Collected data
________
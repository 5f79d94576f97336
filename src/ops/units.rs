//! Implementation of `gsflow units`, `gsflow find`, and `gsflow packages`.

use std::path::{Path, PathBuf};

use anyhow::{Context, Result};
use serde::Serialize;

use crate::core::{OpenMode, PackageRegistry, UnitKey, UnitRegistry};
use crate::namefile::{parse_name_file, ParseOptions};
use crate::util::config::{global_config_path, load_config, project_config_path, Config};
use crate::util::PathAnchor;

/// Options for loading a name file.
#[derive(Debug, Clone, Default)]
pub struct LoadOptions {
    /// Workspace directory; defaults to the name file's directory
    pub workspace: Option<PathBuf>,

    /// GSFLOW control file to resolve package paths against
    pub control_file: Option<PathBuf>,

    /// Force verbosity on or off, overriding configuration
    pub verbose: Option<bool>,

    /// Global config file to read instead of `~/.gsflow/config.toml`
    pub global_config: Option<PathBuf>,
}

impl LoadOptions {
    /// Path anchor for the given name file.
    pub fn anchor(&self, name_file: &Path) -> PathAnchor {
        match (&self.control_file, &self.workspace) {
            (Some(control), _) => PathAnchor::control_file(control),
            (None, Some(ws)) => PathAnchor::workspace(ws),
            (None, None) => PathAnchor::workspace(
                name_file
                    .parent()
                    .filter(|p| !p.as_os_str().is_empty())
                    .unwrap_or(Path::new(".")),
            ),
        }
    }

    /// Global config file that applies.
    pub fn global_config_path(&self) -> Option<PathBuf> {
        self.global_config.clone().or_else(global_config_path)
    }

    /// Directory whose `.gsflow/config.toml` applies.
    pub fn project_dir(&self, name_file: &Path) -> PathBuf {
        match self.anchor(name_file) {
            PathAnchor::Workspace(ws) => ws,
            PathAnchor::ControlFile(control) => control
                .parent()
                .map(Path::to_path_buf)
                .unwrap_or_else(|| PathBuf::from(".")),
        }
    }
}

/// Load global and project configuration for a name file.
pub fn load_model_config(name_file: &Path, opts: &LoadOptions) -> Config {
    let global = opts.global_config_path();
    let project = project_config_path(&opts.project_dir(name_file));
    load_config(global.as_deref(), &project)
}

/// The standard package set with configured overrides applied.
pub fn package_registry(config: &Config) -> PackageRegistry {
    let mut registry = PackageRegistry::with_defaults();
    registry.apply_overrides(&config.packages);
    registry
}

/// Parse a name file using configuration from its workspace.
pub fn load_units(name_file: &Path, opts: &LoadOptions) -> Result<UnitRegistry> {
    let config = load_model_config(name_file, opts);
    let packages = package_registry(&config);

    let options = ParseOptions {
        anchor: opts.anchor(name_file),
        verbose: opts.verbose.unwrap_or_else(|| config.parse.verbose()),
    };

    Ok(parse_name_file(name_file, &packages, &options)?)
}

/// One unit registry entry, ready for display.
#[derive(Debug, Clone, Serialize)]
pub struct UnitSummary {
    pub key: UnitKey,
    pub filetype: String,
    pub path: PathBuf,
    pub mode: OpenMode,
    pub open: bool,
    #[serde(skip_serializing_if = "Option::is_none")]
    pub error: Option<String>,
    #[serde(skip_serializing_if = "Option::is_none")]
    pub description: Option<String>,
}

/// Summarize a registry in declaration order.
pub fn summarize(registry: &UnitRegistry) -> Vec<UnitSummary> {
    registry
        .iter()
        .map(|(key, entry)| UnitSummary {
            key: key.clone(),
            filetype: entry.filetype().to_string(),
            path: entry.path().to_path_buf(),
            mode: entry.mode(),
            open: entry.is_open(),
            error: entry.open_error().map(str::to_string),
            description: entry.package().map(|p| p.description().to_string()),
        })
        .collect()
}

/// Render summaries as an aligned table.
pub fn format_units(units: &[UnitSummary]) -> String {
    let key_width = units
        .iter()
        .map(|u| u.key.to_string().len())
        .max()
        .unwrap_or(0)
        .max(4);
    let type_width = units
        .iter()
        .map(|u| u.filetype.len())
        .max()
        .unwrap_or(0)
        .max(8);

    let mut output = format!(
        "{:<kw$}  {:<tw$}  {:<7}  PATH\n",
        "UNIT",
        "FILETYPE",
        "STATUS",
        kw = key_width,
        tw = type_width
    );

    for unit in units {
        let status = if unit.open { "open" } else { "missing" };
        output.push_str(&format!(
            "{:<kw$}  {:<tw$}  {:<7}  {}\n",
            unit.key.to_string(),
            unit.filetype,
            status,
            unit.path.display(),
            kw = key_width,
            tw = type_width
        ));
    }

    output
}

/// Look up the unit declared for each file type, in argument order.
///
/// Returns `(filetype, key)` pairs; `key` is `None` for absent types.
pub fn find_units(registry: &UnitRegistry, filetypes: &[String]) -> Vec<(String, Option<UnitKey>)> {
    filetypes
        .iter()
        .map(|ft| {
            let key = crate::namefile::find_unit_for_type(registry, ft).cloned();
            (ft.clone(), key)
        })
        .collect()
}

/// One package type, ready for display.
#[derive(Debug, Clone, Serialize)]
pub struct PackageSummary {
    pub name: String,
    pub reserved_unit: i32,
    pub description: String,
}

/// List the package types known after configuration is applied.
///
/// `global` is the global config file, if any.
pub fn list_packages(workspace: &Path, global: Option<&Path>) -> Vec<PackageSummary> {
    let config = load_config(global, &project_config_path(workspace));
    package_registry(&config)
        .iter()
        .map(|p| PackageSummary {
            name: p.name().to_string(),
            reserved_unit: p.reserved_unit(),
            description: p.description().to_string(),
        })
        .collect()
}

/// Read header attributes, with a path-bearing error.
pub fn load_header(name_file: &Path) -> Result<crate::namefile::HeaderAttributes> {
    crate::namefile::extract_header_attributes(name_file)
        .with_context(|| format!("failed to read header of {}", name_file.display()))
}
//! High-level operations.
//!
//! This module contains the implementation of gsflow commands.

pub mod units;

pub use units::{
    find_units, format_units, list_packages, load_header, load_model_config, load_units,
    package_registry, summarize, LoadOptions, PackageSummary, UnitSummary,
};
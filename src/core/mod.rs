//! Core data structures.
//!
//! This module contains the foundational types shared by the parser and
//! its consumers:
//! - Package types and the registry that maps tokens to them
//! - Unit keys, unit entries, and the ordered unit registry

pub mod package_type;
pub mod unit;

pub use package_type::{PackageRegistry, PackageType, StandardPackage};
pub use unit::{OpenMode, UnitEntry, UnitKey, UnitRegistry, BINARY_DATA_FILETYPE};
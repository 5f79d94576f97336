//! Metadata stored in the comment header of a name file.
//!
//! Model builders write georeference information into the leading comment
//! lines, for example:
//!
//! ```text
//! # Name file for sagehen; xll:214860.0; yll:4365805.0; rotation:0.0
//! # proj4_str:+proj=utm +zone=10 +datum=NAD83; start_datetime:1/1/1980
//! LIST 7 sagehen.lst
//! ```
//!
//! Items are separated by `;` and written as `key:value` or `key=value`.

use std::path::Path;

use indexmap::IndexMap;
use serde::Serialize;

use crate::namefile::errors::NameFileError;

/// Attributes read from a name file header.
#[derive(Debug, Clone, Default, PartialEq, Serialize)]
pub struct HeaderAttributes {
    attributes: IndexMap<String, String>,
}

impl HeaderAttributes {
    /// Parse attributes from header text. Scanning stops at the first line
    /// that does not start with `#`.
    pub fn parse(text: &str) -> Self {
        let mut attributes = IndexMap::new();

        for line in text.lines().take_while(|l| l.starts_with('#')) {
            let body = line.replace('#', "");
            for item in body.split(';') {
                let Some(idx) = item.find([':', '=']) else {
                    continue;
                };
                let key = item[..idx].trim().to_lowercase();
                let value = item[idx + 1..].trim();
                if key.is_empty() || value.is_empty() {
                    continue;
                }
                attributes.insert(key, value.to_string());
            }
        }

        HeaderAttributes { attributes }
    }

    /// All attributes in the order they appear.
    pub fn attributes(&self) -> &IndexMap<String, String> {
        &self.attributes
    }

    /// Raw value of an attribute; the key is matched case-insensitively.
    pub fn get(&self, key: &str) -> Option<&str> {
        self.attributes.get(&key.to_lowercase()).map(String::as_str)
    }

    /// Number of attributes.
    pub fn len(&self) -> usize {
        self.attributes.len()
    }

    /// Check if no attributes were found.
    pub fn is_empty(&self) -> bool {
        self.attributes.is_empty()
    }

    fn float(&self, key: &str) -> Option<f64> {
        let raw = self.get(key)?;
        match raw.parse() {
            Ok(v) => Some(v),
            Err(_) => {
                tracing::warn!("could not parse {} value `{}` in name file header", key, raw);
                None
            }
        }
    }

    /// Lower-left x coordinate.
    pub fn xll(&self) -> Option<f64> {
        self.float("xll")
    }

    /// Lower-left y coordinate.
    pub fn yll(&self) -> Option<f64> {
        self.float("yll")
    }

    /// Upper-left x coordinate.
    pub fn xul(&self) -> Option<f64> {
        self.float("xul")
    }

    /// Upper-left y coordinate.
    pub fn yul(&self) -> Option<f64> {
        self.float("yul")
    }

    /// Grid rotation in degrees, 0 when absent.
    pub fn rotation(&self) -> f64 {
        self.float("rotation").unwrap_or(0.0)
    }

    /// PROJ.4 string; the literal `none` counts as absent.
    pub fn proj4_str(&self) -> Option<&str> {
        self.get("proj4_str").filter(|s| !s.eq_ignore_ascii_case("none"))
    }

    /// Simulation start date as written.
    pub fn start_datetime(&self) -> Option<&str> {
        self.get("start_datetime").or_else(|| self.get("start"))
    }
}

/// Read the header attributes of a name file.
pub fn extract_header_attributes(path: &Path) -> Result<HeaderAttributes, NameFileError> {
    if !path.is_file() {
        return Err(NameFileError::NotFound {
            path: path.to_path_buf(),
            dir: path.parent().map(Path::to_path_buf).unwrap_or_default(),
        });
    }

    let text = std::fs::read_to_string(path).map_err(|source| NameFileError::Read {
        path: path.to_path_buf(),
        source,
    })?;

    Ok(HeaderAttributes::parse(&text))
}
________
* [Required action]: Find and copy each line of the data where "description" is present.

* [Your solution]:
    pub description: Option<String>,
            description: entry.package().map(|p| p.description().to_string()),
    pub description: String,
            description: p.description().to_string(),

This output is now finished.